2018 Isuzu MU-X LS-U review

If you’re after a practical, go-anywhere 7-seat SUV, the 2018 Isuzu MU-X is definitely a product that should be on your shortlist. We’ve just spent a week with the mid-level LS-U variant, and we can’t figure out why more of them aren’t on our roads.

Isuzu Australia announced a mild update for the current-gen D-Max and MU-X in April. It brings in some suspension upgrades, new colour options, and a revised interior. There’s also an even more refined interior for the top LS-T variant.

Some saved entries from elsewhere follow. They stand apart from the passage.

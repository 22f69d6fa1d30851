//! # finrecon-commission
//!
//! **Commission allocator.** Pure, deterministic, no side effects.
//!
//! Turns a policy (or active-rider) count into:
//! - a **breakdown** by category: operating allowance, joint mobilization
//!   pool, profit-share pool
//! - a **distribution** by party: platform, partner A, partner B
//!
//! Both partitions foot to the total commission exactly. All arithmetic is
//! checked `i64` minor units; equal-split remainders go to the platform.

pub mod allocator;

pub use allocator::CommissionAllocator;
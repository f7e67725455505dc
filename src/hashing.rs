//! Content hashing for scheme payloads.
//!
//! Digests are lowercase hex MD5 over the *canonical* text of a file, never
//! over the bytes a curator handed in, so two inputs that differ only in
//! whitespace, line endings or row order share a digest. The canonical text
//! is also exactly what gets written into a scheme directory, which keeps
//! `primer_bed_md5` / `reference_fasta_md5` reproducible from disk.
use std::io::Cursor;
use std::path::Path;

use md5::{Digest, Md5};

use crate::bedfile;
use crate::error::{Error, Result};

/// Line width of canonical FASTA sequence lines.
pub const FASTA_LINE_WIDTH: usize = 60;

/// Lowercase hex MD5 of `bytes`.
pub fn md5_hex(bytes: impl AsRef<[u8]>) -> String {
    hex::encode(Md5::digest(bytes.as_ref()))
}

/// `true` if `s` looks like an MD5 hex digest.
pub fn is_md5_hex(s: &str) -> bool {
    s.len() == 32 && s.bytes().all(|b| b.is_ascii_digit() || (b'a'..=b'f').contains(&b))
}

/// Digest of a BED file's canonical form.
pub fn hash_bed(text: &str) -> Result<String> {
    Ok(md5_hex(bedfile::normalize(text)?))
}

/// Digest of a FASTA file's canonical form.
pub fn hash_fasta_text(text: &str) -> Result<String> {
    Ok(md5_hex(normalize_fasta(text)?.text))
}

/// Digest of the file at `path`, read as BED or FASTA by its role.
pub fn hash_file(path: &Path, kind: PayloadKind) -> Result<String> {
    let text = std::fs::read_to_string(path)?;
    match kind {
        PayloadKind::Bed => hash_bed(&text),
        PayloadKind::Fasta => hash_fasta_text(&text),
    }
}

#[derive(Clone, Copy, Debug, PartialEq, Eq)]
pub enum PayloadKind {
    Bed,
    Fasta,
}

/// A reference FASTA in canonical form.
#[derive(Clone, Debug, PartialEq, Eq)]
pub struct Fasta {
    /// Record ids (header text up to the first whitespace), in file order
    pub ids: Vec<String>,
    pub text: String,
}

/// Parse FASTA text and re-emit it with trimmed headers and sequences wrapped
/// at [`FASTA_LINE_WIDTH`].
pub fn normalize_fasta(text: &str) -> Result<Fasta> {
    let cleaned: String = text
        .lines()
        .map(str::trim_end)
        .filter(|l| !l.is_empty())
        .map(|l| format!("{l}\n"))
        .collect();
    match cleaned.as_bytes().first() {
        Some(b'>') => {}
        Some(_) => return Err(Error::Fasta("first record does not start with '>'".into())),
        None => return Err(Error::Fasta("no records".into())),
    }

    let mut reader =
        needletail::parse_fastx_reader(Cursor::new(cleaned.into_bytes())).map_err(|e| Error::Fasta(e.to_string()))?;

    let mut ids = Vec::new();
    let mut out = String::new();
    while let Some(record) = reader.next() {
        let record = record.map_err(|e| Error::Fasta(e.to_string()))?;
        let header = String::from_utf8_lossy(record.id()).trim().to_string();
        let id = header.split_whitespace().next().unwrap_or_default().to_string();
        if id.is_empty() {
            return Err(Error::Fasta("record with an empty header".into()));
        }
        let seq = record.seq();
        if !seq.iter().all(|b| b.is_ascii_alphabetic() || *b == b'-' || *b == b'*') {
            return Err(Error::Fasta(format!("record '{id}' contains non-sequence characters")));
        }
        out.push('>');
        out.push_str(&header);
        out.push('\n');
        for chunk in seq.chunks(FASTA_LINE_WIDTH) {
            out.push_str(&String::from_utf8_lossy(chunk));
            out.push('\n');
        }
        ids.push(id);
    }
    Ok(Fasta { ids, text: out })
}
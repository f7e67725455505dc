//! Scheme designer `config.json` handling.
//!
//! The designer's config is published alongside a scheme under
//! `work/config.json`, stripped of anything tied to the machine it ran on.
use std::path::Path;

use serde_json::{Map, Value};

use crate::error::{Error, Result};
use crate::schema::to_pretty_json;

pub const CONFIG_FILE: &str = "config.json";

/// Drop `output_dir` and every `*md5` key, and reduce absolute paths to
/// their file name, at any depth.
pub fn sanitize(config: Value) -> Value {
    match config {
        Value::Object(map) => Value::Object(
            map.into_iter()
                .filter(|(k, _)| k != "output_dir" && !k.ends_with("md5"))
                .map(|(k, v)| (k, sanitize(v)))
                .collect::<Map<String, Value>>(),
        ),
        Value::Array(items) => Value::Array(items.into_iter().map(sanitize).collect()),
        Value::String(s) => Value::String(strip_absolute(s)),
        other => other,
    }
}

fn strip_absolute(s: String) -> String {
    let path = Path::new(&s);
    if !path.is_absolute() {
        return s;
    }
    path.file_name().map(|n| n.to_string_lossy().into_owned()).unwrap_or(s)
}

/// `algorithmversion` recorded by the designer, if any.
pub fn algorithmversion(config: &Value) -> Option<String> {
    match config.get("algorithmversion")? {
        Value::String(s) => Some(s.clone()),
        Value::Null => None,
        other => Some(other.to_string()),
    }
}

pub fn read(path: &Path) -> Result<Value> {
    let text = std::fs::read_to_string(path)?;
    serde_json::from_str(&text).map_err(|e| Error::json(path, e))
}

/// Pretty-printed (4-space indent, sorted keys) text for `config`.
pub fn to_json_string(config: &Value) -> serde_json::Result<String> {
    to_pretty_json(config)
}

pub fn write(path: &Path, config: &Value) -> Result<()> {
    let text = to_json_string(config).map_err(|e| Error::json(path, e))?;
    std::fs::write(path, text)?;
    Ok(())
}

Both rear-wheel drive and part-time four-wheel drive options are available, and either a six-speed manual or automatic. The automatic (as tested here) retails from $52,500, which makes it one of the more affordable heavy-duty 4×4 7-seat SUVs on the market. It goes up against the likes of the Mitsubishi Pajero Sport, Toyota Fortuner and Holden Trailblazer.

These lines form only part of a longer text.